◆ The task: Transcribe word for word the lines below from the line with "Состояние сущностей сессии" through the line with "assert!(!store.scheduler().is_pending(token));", ends included.

Stored data
══════════

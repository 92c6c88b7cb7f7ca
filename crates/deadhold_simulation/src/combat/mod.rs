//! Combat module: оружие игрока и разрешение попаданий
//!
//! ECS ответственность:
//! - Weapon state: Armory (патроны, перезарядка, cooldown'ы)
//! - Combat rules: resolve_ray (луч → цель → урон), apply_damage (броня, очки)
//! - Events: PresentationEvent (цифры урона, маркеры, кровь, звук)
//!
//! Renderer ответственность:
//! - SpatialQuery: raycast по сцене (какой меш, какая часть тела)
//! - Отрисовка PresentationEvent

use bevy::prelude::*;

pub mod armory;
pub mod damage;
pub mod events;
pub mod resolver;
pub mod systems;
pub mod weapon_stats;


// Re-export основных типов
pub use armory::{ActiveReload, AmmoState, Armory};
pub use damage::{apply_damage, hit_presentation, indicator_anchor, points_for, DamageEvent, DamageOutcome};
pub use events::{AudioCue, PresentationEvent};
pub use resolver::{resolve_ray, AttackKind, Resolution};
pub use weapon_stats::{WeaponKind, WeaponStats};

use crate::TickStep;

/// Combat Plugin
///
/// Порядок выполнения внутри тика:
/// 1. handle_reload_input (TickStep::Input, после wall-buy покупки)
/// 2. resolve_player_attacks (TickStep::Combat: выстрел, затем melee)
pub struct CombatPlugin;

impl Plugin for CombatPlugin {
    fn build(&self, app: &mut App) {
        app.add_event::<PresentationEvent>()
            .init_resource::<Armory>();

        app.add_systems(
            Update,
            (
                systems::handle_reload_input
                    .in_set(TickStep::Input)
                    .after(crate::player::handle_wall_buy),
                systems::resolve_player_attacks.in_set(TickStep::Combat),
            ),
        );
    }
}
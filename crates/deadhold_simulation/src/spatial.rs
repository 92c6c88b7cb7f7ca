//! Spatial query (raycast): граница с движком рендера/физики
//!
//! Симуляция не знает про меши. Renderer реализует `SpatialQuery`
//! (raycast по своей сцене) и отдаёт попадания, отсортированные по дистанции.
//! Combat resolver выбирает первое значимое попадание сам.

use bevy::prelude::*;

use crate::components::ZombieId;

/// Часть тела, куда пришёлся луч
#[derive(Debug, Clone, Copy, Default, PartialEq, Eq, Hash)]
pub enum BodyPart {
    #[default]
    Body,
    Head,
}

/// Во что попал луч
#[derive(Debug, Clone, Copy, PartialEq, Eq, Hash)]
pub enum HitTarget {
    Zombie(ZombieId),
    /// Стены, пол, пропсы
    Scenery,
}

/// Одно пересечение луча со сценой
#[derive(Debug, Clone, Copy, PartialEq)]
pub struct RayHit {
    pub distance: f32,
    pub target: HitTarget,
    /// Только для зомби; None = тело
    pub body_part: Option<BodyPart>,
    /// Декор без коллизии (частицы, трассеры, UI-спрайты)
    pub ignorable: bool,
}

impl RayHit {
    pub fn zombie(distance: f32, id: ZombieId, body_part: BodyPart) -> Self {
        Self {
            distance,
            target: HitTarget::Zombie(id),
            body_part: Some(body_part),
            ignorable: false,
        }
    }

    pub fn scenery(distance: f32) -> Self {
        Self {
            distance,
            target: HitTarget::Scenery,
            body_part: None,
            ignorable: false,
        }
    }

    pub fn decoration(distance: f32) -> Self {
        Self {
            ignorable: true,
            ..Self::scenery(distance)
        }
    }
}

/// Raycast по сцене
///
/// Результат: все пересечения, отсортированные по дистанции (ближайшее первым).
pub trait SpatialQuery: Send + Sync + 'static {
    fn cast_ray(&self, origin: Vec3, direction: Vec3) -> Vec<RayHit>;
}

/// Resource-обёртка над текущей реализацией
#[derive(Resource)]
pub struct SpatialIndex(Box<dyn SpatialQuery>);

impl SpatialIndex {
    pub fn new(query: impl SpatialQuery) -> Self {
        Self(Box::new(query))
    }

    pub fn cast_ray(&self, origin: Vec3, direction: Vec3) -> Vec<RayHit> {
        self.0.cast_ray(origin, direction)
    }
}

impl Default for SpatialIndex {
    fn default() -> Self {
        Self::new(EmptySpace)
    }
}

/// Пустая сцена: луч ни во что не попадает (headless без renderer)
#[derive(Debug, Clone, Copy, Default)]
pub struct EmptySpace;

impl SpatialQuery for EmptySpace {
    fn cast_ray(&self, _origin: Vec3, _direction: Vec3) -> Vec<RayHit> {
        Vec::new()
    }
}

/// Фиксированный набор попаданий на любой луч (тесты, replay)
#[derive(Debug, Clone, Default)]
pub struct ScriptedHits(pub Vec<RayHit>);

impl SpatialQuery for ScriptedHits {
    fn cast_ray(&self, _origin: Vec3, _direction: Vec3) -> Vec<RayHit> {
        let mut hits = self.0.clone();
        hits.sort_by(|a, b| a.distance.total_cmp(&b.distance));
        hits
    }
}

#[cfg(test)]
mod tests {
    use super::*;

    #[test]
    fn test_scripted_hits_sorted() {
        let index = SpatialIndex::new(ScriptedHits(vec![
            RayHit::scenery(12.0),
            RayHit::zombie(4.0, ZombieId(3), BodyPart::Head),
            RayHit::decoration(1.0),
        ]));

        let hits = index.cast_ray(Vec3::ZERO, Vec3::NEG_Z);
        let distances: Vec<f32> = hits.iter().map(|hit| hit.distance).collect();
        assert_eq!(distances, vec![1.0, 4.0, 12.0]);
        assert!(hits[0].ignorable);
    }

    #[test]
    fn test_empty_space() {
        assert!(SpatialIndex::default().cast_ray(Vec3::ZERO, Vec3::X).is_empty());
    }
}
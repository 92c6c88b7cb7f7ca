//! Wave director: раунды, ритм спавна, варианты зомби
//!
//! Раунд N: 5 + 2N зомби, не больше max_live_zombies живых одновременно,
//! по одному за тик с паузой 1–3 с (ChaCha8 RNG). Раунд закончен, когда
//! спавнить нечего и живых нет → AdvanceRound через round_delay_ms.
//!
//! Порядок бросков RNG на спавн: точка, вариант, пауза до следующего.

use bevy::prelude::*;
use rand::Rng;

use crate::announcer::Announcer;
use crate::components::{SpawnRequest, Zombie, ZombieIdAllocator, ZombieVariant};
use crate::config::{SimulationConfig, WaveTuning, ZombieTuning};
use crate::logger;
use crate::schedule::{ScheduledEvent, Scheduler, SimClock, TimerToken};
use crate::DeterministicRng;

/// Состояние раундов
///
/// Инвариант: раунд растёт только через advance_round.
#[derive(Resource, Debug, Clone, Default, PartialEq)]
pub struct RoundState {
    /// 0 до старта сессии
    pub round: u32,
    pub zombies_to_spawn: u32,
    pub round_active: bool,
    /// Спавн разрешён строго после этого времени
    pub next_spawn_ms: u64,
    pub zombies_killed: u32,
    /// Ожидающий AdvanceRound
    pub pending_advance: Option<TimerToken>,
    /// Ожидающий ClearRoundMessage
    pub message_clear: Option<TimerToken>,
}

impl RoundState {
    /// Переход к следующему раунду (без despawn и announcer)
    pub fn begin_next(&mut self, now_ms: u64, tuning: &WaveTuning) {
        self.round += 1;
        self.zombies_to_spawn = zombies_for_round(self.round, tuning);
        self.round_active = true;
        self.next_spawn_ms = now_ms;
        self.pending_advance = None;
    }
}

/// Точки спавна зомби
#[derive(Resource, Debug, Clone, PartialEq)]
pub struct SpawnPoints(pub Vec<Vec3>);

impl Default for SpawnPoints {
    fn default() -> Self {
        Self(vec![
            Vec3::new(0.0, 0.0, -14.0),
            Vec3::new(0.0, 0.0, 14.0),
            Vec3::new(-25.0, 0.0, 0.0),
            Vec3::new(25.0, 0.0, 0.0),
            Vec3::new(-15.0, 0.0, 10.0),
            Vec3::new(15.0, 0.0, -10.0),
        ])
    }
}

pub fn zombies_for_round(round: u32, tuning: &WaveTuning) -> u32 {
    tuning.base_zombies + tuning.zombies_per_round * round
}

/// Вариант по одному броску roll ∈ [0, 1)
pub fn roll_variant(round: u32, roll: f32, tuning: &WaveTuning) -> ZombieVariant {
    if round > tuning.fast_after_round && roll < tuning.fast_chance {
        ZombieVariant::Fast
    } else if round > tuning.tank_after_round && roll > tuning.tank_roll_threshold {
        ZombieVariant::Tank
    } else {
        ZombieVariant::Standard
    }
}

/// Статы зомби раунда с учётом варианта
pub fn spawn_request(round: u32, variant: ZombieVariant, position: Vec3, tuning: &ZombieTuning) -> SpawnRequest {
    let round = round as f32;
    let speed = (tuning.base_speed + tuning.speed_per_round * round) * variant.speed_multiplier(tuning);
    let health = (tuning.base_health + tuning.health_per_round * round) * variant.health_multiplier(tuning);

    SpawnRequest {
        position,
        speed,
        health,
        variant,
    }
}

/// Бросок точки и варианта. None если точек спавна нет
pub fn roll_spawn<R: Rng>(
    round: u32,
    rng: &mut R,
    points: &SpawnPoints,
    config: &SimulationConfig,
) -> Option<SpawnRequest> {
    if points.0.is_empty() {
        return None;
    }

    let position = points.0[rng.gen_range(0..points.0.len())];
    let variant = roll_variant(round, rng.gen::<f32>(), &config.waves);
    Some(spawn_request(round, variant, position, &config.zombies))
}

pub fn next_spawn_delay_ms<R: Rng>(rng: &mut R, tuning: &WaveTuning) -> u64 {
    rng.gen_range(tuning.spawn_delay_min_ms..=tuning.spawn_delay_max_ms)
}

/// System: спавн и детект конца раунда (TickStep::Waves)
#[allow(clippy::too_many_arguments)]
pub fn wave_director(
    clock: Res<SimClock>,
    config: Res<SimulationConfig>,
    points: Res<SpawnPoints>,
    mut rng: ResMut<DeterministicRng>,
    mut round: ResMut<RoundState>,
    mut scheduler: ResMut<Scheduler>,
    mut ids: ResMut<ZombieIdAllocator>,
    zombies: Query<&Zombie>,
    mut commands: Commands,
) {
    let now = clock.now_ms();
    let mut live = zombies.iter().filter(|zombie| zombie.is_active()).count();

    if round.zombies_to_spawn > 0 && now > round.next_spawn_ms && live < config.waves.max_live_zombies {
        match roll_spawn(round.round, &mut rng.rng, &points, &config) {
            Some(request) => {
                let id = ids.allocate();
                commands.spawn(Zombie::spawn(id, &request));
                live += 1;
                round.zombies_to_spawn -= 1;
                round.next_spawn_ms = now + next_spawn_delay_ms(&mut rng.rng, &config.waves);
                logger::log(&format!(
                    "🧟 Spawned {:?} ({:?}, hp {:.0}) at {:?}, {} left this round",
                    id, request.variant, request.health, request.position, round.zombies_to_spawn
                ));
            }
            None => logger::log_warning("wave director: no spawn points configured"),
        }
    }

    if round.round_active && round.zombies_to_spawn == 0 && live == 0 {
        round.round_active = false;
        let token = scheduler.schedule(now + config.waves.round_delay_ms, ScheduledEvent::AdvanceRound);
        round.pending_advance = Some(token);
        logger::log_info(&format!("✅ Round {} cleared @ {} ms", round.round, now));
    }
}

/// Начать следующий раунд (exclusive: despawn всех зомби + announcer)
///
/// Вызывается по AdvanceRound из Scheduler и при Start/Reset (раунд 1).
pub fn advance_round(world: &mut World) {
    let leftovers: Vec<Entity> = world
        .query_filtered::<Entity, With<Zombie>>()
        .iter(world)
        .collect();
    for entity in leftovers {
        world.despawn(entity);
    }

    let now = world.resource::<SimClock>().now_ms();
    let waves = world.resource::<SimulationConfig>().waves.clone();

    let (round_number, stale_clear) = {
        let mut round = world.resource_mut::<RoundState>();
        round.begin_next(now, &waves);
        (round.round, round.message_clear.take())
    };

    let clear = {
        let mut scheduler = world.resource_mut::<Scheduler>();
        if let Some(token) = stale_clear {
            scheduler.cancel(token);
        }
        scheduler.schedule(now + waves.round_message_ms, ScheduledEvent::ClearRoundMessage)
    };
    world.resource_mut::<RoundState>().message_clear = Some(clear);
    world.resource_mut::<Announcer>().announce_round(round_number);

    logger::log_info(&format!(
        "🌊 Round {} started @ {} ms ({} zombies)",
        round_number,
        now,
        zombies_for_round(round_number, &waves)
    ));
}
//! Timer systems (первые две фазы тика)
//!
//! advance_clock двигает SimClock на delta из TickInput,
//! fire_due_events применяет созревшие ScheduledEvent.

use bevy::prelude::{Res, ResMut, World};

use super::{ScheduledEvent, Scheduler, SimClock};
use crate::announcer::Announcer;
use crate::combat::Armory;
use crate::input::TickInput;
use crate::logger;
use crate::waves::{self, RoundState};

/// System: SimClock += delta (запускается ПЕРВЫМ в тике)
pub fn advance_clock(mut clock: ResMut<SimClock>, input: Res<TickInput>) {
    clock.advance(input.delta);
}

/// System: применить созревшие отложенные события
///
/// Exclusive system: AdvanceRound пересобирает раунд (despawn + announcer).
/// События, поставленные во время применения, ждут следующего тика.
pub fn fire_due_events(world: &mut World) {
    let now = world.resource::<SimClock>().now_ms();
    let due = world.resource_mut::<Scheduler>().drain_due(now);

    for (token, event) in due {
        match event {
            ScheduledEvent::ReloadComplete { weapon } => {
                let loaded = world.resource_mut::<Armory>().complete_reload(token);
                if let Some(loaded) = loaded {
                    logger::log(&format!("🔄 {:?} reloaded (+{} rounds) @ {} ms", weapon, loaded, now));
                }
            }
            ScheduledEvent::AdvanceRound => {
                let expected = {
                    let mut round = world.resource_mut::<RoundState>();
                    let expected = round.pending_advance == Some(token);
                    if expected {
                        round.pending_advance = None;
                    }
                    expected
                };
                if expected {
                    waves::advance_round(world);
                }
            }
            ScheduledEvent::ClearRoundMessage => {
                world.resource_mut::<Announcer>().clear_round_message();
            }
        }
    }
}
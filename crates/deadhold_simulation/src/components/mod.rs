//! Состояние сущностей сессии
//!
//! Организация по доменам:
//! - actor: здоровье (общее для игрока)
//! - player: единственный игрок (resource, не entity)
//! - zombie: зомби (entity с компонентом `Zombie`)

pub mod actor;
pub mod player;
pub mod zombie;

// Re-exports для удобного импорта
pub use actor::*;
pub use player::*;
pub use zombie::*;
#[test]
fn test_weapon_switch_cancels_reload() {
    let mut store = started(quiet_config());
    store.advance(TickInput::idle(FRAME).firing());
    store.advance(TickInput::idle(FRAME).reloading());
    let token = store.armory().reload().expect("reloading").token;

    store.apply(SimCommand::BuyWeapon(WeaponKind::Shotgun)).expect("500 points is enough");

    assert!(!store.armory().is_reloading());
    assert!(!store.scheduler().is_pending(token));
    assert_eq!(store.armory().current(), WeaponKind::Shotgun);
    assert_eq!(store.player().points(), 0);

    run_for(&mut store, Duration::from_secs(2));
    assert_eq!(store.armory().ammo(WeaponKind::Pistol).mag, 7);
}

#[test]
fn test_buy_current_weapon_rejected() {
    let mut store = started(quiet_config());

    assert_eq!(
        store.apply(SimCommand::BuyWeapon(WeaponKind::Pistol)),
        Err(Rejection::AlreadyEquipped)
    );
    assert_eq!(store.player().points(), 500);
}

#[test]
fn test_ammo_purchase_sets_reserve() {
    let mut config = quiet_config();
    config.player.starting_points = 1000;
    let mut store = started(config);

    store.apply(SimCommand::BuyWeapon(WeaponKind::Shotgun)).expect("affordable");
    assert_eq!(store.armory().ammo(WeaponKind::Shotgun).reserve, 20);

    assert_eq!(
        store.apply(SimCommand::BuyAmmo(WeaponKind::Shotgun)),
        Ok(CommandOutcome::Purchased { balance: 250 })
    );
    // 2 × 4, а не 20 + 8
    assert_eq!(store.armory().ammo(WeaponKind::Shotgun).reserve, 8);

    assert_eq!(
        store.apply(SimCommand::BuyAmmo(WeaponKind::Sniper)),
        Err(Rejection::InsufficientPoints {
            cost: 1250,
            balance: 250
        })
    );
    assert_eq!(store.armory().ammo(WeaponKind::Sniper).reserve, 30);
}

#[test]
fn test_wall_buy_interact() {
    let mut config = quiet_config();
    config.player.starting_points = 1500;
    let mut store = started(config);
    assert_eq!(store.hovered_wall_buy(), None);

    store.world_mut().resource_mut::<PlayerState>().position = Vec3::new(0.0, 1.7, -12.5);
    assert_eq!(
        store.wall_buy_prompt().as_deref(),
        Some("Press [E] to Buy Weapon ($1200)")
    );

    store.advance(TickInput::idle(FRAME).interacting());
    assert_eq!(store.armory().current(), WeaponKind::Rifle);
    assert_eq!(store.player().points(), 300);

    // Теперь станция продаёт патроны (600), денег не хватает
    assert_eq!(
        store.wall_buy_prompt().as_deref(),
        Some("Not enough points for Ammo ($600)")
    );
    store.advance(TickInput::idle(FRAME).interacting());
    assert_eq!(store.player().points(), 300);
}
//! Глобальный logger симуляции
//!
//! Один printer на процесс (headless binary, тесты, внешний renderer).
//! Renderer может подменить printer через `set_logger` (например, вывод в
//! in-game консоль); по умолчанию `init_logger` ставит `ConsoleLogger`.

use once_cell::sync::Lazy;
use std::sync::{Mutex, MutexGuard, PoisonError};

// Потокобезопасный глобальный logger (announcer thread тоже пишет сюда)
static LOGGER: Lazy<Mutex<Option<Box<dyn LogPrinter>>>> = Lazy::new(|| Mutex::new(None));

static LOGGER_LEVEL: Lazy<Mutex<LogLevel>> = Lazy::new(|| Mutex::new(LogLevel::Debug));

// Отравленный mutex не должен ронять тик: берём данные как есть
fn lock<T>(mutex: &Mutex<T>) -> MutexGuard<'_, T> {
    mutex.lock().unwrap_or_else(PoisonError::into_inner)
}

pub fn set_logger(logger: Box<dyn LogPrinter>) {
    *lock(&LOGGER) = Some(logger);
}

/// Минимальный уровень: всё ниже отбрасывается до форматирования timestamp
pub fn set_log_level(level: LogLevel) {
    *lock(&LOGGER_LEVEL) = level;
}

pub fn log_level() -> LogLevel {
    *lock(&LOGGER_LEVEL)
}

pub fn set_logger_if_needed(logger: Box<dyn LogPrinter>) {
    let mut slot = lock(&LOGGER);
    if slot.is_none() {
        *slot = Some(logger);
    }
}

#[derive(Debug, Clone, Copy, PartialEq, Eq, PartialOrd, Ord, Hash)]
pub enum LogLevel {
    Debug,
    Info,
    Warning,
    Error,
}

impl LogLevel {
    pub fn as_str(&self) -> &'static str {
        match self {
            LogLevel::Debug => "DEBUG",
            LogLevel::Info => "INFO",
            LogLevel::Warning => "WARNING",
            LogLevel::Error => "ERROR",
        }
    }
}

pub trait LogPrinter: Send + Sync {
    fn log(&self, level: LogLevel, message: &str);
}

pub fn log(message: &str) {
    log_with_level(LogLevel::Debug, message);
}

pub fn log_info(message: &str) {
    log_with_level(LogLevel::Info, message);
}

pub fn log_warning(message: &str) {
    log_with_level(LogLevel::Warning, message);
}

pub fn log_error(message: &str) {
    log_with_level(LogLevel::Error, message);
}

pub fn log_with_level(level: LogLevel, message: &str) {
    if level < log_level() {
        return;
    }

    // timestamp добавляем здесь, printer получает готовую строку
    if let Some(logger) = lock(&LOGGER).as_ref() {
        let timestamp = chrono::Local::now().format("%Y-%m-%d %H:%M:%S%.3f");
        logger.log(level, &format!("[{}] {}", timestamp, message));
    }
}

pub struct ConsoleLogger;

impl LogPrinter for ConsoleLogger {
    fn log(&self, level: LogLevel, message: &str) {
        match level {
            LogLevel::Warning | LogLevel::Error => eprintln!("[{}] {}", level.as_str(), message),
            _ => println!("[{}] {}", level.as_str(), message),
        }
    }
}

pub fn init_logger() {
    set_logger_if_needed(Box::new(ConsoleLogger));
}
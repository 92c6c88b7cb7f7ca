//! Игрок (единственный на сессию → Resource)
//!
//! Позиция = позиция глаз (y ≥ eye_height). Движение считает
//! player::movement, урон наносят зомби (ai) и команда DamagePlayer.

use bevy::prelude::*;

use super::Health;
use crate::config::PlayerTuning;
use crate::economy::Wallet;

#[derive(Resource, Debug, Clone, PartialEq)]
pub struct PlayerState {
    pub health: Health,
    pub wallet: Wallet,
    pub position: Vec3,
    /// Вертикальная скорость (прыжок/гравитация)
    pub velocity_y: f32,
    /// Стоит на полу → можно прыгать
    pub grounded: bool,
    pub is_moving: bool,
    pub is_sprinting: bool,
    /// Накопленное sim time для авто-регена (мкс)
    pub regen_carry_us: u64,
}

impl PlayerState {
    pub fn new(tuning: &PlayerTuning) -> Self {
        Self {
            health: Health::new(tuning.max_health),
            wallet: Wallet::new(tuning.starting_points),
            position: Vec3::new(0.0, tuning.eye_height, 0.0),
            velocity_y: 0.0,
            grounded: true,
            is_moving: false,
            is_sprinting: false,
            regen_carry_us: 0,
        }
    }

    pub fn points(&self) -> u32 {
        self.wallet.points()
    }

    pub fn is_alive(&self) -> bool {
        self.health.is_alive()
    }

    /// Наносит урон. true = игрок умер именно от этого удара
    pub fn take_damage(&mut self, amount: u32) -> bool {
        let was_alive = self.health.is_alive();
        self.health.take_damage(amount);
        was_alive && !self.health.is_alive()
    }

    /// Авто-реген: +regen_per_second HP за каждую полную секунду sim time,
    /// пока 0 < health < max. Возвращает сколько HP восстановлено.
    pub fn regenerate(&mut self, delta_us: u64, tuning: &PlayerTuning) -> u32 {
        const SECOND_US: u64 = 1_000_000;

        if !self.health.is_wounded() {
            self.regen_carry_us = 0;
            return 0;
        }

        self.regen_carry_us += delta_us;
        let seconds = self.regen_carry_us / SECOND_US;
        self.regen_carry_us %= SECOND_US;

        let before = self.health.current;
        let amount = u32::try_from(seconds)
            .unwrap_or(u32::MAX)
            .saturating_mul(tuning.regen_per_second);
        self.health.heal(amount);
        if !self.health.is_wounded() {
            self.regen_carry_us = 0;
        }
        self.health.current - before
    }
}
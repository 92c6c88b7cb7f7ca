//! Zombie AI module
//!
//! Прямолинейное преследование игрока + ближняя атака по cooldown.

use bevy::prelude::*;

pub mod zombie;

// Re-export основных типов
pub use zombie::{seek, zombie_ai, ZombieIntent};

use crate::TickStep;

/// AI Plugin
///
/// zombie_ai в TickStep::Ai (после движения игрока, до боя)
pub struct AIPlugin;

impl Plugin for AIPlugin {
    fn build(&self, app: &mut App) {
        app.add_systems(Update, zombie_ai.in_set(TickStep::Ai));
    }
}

══════════

◆ Response box:
//! Состояние сущностей сессии
//!
//! Организация по доменам:
//! - actor: здоровье (общее для игрока)
//! - player: единственный игрок (resource, не entity)
//! - zombie: зомби (entity с компонентом `Zombie`)

pub mod actor;
pub mod player;
pub mod zombie;

// Re-exports для удобного импорта
pub use actor::*;
pub use player::*;
pub use zombie::*;
#[test]
fn test_weapon_switch_cancels_reload() {
    let mut store = started(quiet_config());
    store.advance(TickInput::idle(FRAME).firing());
    store.advance(TickInput::idle(FRAME).reloading());
    let token = store.armory().reload().expect("reloading").token;

    store.apply(SimCommand::BuyWeapon(WeaponKind::Shotgun)).expect("500 points is enough");

    assert!(!store.armory().is_reloading());
    assert!(!store.scheduler().is_pending(token));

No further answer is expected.